__TASK STATEMENT__: Having read the entries, repeat all of them exactly.

Start of SOURCE MATERIAL

#[async_trait::async_trait(?Send)]
impl acp::Client for EventSink {
    async fn request_permission(
        &self,
        args: acp::RequestPermissionRequest,
    ) -> acp::Result<acp::RequestPermissionResponse> {
        tracing::debug!(
            session_id = %args.session_id,
            tool_call_id = %args.tool_call.tool_call_id,
            "auto-approving permission request"
        );
        let allow = args
            .options
            .iter()
            .find(|opt| matches!(opt.kind, acp::PermissionOptionKind::AllowOnce))
            .or_else(|| args.options.first());
        match allow {
            Some(option) => Ok(acp::RequestPermissionResponse::new(
                acp::RequestPermissionOutcome::Selected(acp::SelectedPermissionOutcome::new(
                    option.option_id.clone(),
                )),
            )),
            None => Ok(acp::RequestPermissionResponse::new(
                acp::RequestPermissionOutcome::Cancelled,
            )),
        }
    }

    async fn session_notification(&self, args: acp::SessionNotification) -> acp::Result<()> {
        match args.update {
            acp::SessionUpdate::AgentMessageChunk(chunk) => {
                let text = content_text(chunk.content);
                if !text.is_empty() {
                    self.emit(AgentEvent::Text(text));
                }
            }
            acp::SessionUpdate::AgentThoughtChunk(chunk) => {
                let text = content_text(chunk.content);
                if !text.is_empty() {
                    self.emit(AgentEvent::Custom {
                        kind: "agent.thought".to_string(),
                        payload: serde_json::json!({ "text": text }),
                    });
                }
            }
            acp::SessionUpdate::ToolCall(tool_call) => {
                self.emit(AgentEvent::ToolStart {
                    id: tool_call.tool_call_id.to_string(),
                    name: tool_call.title.clone(),
                    input: tool_call.raw_input.clone().unwrap_or(serde_json::json!({})),
                });
            }
            other => {
                tracing::debug!(?other, "unhandled session update");
            }
        }
        Ok(())
    }

    async fn write_text_file(
        &self,
        args: acp::WriteTextFileRequest,
    ) -> acp::Result<acp::WriteTextFileResponse> {
        let path = self.working_dir.join(&args.path);
        if !confined_to(&path, &self.working_dir) {
            tracing::warn!(path = %args.path.display(), "write outside working directory refused");
            return Err(acp::Error::invalid_params());
        }
        if let Some(parent) = path.parent() {
            if std::fs::create_dir_all(parent).is_err() {
                return Err(acp::Error::internal_error());
            }
        }
        match std::fs::write(&path, &args.content) {
            Ok(()) => Ok(acp::WriteTextFileResponse::new()),
            Err(e) => {
                tracing::error!(path = %path.display(), error = %e, "file write failed");
                Err(acp::Error::internal_error())
            }
        }
    }

    async fn read_text_file(
        &self,
        args: acp::ReadTextFileRequest,
    ) -> acp::Result<acp::ReadTextFileResponse> {
        let path = self.working_dir.join(&args.path);
        let canonical = path.canonicalize().map_err(|e| {
            tracing::warn!(path = %args.path.display(), error = %e, "cannot canonicalize read path");
            acp::Error::invalid_params()
        })?;
        if !canonical.starts_with(&self.working_dir) {
            tracing::warn!(path = %args.path.display(), "read outside working directory refused");
            return Err(acp::Error::invalid_params());
        }
        match std::fs::read_to_string(&canonical) {
            Ok(content) => Ok(acp::ReadTextFileResponse::new(content)),
            Err(e) => {
                tracing::warn!(path = %args.path.display(), error = %e, "file read failed");
                Err(acp::Error::invalid_params())
            }
        }
    }

    async fn create_terminal(
        &self,
        _args: acp::CreateTerminalRequest,
    ) -> acp::Result<acp::CreateTerminalResponse> {
        let shell = std::env::var("SHELL").unwrap_or_else(|_| "/bin/sh".to_string());
        let child = tokio::process::Command::new(&shell)
            .current_dir(&self.working_dir)
            .stdin(std::process::Stdio::piped())
            .stdout(std::process::Stdio::piped())
            .stderr(std::process::Stdio::piped())
            .spawn()
            .map_err(|e| {
                tracing::error!(error = %e, "terminal spawn failed");
                acp::Error::internal_error()
            })?;
        let terminal_id = format!("term-{}", child.id().unwrap_or(0));
        Ok(acp::CreateTerminalResponse::new(acp::TerminalId::new(
            terminal_id,
        )))
    }

    async fn terminal_output(
        &self,
        _args: acp::TerminalOutputRequest,
    ) -> acp::Result<acp::TerminalOutputResponse> {
        Ok(acp::TerminalOutputResponse::new(String::new(), false))
    }

    async fn release_terminal(
        &self,
        _args: acp::ReleaseTerminalRequest,
    ) -> acp::Result<acp::ReleaseTerminalResponse> {
        Ok(acp::ReleaseTerminalResponse::new())
    }

    async fn wait_for_terminal_exit(
        &self,
        _args: acp::WaitForTerminalExitRequest,
    ) -> acp::Result<acp::WaitForTerminalExitResponse> {
        Ok(acp::WaitForTerminalExitResponse::new(
            acp::TerminalExitStatus::new(),
        ))
    }

    async fn kill_terminal_command(
        &self,
        _args: acp::KillTerminalCommandRequest,
    ) -> acp::Result<acp::KillTerminalCommandResponse> {
        Ok(acp::KillTerminalCommandResponse::new())
    }

    async fn ext_method(&self, _args: acp::ExtRequest) -> acp::Result<acp::ExtResponse> {
        Err(acp::Error::method_not_found())
    }

    async fn ext_notification(&self, _args: acp::ExtNotification) -> acp::Result<()> {
        Ok(())
    }
}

End of SOURCE MATERIAL

__WRITTEN ANSWER__:
#[async_trait::async_trait(?Send)]
impl acp::Client for EventSink {
    async fn request_permission(
        &self,
        args: acp::RequestPermissionRequest,
    ) -> acp::Result<acp::RequestPermissionResponse> {
        tracing::debug!(
            session_id = %args.session_id,
            tool_call_id = %args.tool_call.tool_call_id,
            "auto-approving permission request"
        );
        let allow = args
            .options
            .iter()
            .find(|opt| matches!(opt.kind, acp::PermissionOptionKind::AllowOnce))
            .or_else(|| args.options.first());
        match allow {
            Some(option) => Ok(acp::RequestPermissionResponse::new(
                acp::RequestPermissionOutcome::Selected(acp::SelectedPermissionOutcome::new(
                    option.option_id.clone(),
                )),
            )),
            None => Ok(acp::RequestPermissionResponse::new(
                acp::RequestPermissionOutcome::Cancelled,
            )),
        }
    }

    async fn session_notification(&self, args: acp::SessionNotification) -> acp::Result<()> {
        match args.update {
            acp::SessionUpdate::AgentMessageChunk(chunk) => {
                let text = content_text(chunk.content);
                if !text.is_empty() {
                    self.emit(AgentEvent::Text(text));
                }
            }
            acp::SessionUpdate::AgentThoughtChunk(chunk) => {
                let text = content_text(chunk.content);
                if !text.is_empty() {
                    self.emit(AgentEvent::Custom {
                        kind: "agent.thought".to_string(),
                        payload: serde_json::json!({ "text": text }),
                    });
                }
            }
            acp::SessionUpdate::ToolCall(tool_call) => {
                self.emit(AgentEvent::ToolStart {
                    id: tool_call.tool_call_id.to_string(),
                    name: tool_call.title.clone(),
                    input: tool_call.raw_input.clone().unwrap_or(serde_json::json!({})),
                });
            }
            other => {
                tracing::debug!(?other, "unhandled session update");
            }
        }
        Ok(())
    }

    async fn write_text_file(
        &self,
        args: acp::WriteTextFileRequest,
    ) -> acp::Result<acp::WriteTextFileResponse> {
        let path = self.working_dir.join(&args.path);
        if !confined_to(&path, &self.working_dir) {
            tracing::warn!(path = %args.path.display(), "write outside working directory refused");
            return Err(acp::Error::invalid_params());
        }
        if let Some(parent) = path.parent() {
            if std::fs::create_dir_all(parent).is_err() {
                return Err(acp::Error::internal_error());
            }
        }
        match std::fs::write(&path, &args.content) {
            Ok(()) => Ok(acp::WriteTextFileResponse::new()),
            Err(e) => {
                tracing::error!(path = %path.display(), error = %e, "file write failed");
                Err(acp::Error::internal_error())
            }
        }
    }

    async fn read_text_file(
        &self,
        args: acp::ReadTextFileRequest,
    ) -> acp::Result<acp::ReadTextFileResponse> {
        let path = self.working_dir.join(&args.path);
        let canonical = path.canonicalize().map_err(|e| {
            tracing::warn!(path = %args.path.display(), error = %e, "cannot canonicalize read path");
            acp::Error::invalid_params()
        })?;
        if !canonical.starts_with(&self.working_dir) {
            tracing::warn!(path = %args.path.display(), "read outside working directory refused");
            return Err(acp::Error::invalid_params());
        }
        match std::fs::read_to_string(&canonical) {
            Ok(content) => Ok(acp::ReadTextFileResponse::new(content)),
            Err(e) => {
                tracing::warn!(path = %args.path.display(), error = %e, "file read failed");
                Err(acp::Error::invalid_params())
            }
        }
    }

    async fn create_terminal(
        &self,
        _args: acp::CreateTerminalRequest,
    ) -> acp::Result<acp::CreateTerminalResponse> {
        let shell = std::env::var("SHELL").unwrap_or_else(|_| "/bin/sh".to_string());
        let child = tokio::process::Command::new(&shell)
            .current_dir(&self.working_dir)
            .stdin(std::process::Stdio::piped())
            .stdout(std::process::Stdio::piped())
            .stderr(std::process::Stdio::piped())
            .spawn()
            .map_err(|e| {
                tracing::error!(error = %e, "terminal spawn failed");
                acp::Error::internal_error()
            })?;
        let terminal_id = format!("term-{}", child.id().unwrap_or(0));
        Ok(acp::CreateTerminalResponse::new(acp::TerminalId::new(
            terminal_id,
        )))
    }

    async fn terminal_output(
        &self,
        _args: acp::TerminalOutputRequest,
    ) -> acp::Result<acp::TerminalOutputResponse> {
        Ok(acp::TerminalOutputResponse::new(String::new(), false))
    }

    async fn release_terminal(
        &self,
        _args: acp::ReleaseTerminalRequest,
    ) -> acp::Result<acp::ReleaseTerminalResponse> {
        Ok(acp::ReleaseTerminalResponse::new())
    }

    async fn wait_for_terminal_exit(
        &self,
        _args: acp::WaitForTerminalExitRequest,
    ) -> acp::Result<acp::WaitForTerminalExitResponse> {
        Ok(acp::WaitForTerminalExitResponse::new(
            acp::TerminalExitStatus::new(),
        ))
    }

    async fn kill_terminal_command(
        &self,
        _args: acp::KillTerminalCommandRequest,
    ) -> acp::Result<acp::KillTerminalCommandResponse> {
        Ok(acp::KillTerminalCommandResponse::new())
    }

    async fn ext_method(&self, _args: acp::ExtRequest) -> acp::Result<acp::ExtResponse> {
        Err(acp::Error::method_not_found())
    }

    async fn ext_notification(&self, _args: acp::ExtNotification) -> acp::Result<()> {
        Ok(())
    }
}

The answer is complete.